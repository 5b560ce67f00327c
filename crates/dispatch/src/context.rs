//! Per-context path selection.
//!
//! A [`Context`] owns the runtime-enabled paths of one caller: by default the
//! detected paths, or an explicit set restricting them further. Selection
//! intersects the caller's compiled paths with the runtime-enabled ones and
//! resolves to the most significant path.
//!
//! State lives in atomics, so a context can be shared by reference.
//!
//! ```
//! use dispatch::Context;
//! use paths::{DEFAULT_PATHS, NativePath};
//!
//! let ctx = Context::new();
//! ctx.set_runtime_enabled_paths(NativePath::PORTABLE).unwrap();
//! assert_eq!(ctx.select_path(DEFAULT_PATHS), NativePath::PORTABLE);
//! assert_eq!(ctx.last_used_path(), NativePath::PORTABLE);
//! ```

use core::{
  fmt,
  sync::atomic::{AtomicU8, Ordering},
};

use paths::{Native, NativePath};

use crate::{
  config,
  detect,
  error::ConfigError,
  kernel::{Candidate, KernelTable},
  specialize::{Specialized, specialize},
};

/// Path selection state of one caller.
pub struct Context {
  // 0 = follow detection.
  runtime_enabled: AtomicU8,
  last_used: AtomicU8,
}

impl Context {
  /// A context following detection, with no path used yet.
  #[must_use]
  pub const fn new() -> Self {
    Self { runtime_enabled: AtomicU8::new(0), last_used: AtomicU8::new(0) }
  }

  /// Restrict the paths this context may select at runtime.
  ///
  /// Passing `NONE` restores the detected paths. The set is taken as given:
  /// enabling a path the CPU lacks is the caller's responsibility.
  ///
  /// # Errors
  ///
  /// [`ConfigError::OutsideCatalog`] if `paths` has bits outside
  /// [`ALL_PATHS`](paths::ALL_PATHS). The previous setting is kept.
  pub fn set_runtime_enabled_paths(&self, paths: NativePath) -> Result<(), ConfigError> {
    if paths.is_empty() {
      self.runtime_enabled.store(0, Ordering::Release);
      return Ok(());
    }
    let paths = config::validate(paths)?;
    self.runtime_enabled.store(paths.bits(), Ordering::Release);
    Ok(())
  }

  /// Paths this context may select: the explicit setting, or detection.
  #[must_use]
  pub fn runtime_enabled_paths(&self) -> NativePath {
    let bits = self.runtime_enabled.load(Ordering::Acquire);
    if bits != 0 {
      return NativePath::from_bits(bits);
    }
    detect::supported()
  }

  /// Resolve `compiled & runtime_enabled` to its most significant path.
  ///
  /// `compiled` is the set the caller built kernels for, usually
  /// [`DEFAULT_PATHS`](paths::DEFAULT_PATHS) or [`ALL_PATHS`](paths::ALL_PATHS).
  /// Returns `NONE` when nothing compiled is enabled.
  pub fn select_path(&self, compiled: NativePath) -> NativePath {
    let enabled = self.runtime_enabled_paths();
    let path = compiled.intersection(enabled).most_significant();
    self.last_used.store(path.bits(), Ordering::Relaxed);
    tracing::debug!(%compiled, %enabled, %path, "selected path");
    path
  }

  /// The path returned by the latest [`select_path`](Self::select_path), or
  /// `NONE` if nothing was selected yet.
  #[must_use]
  pub fn last_used_path(&self) -> NativePath {
    NativePath::from_bits(self.last_used.load(Ordering::Relaxed))
  }

  /// Select the kernel of `table` for this context.
  pub fn select_kernel<K: Copy>(&self, table: &KernelTable<'_, Native, K>) -> Option<Candidate<Native, K>> {
    let path = self.select_path(table.compiled());
    table.get(path)
  }

  /// Run `s` specialized for the path selected from `compiled`.
  pub fn run<S: Specialized<Native>>(&self, compiled: NativePath, s: S) -> Option<S::Output> {
    specialize(self.select_path(compiled), s)
  }
}

impl Default for Context {
  fn default() -> Self {
    Self::new()
  }
}

impl fmt::Debug for Context {
  fn fmt(&self, f: &mut fmt::Formatter<'_>) -> fmt::Result {
    let explicit = self.runtime_enabled.load(Ordering::Relaxed);
    let mut s = f.debug_struct("Context");
    if explicit == 0 {
      s.field("runtime_enabled", &"detected");
    } else {
      s.field("runtime_enabled", &NativePath::from_bits(explicit));
    }
    s.field("last_used", &self.last_used_path()).finish()
  }
}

## Assigned task
Filter the entries down to the lines holding the string "this". Copy each of those lines.

## Completed exercise
  /// Restrict the paths this context may select at runtime.
  /// Paths this context may select: the explicit setting, or detection.
  /// Select the kernel of `table` for this context.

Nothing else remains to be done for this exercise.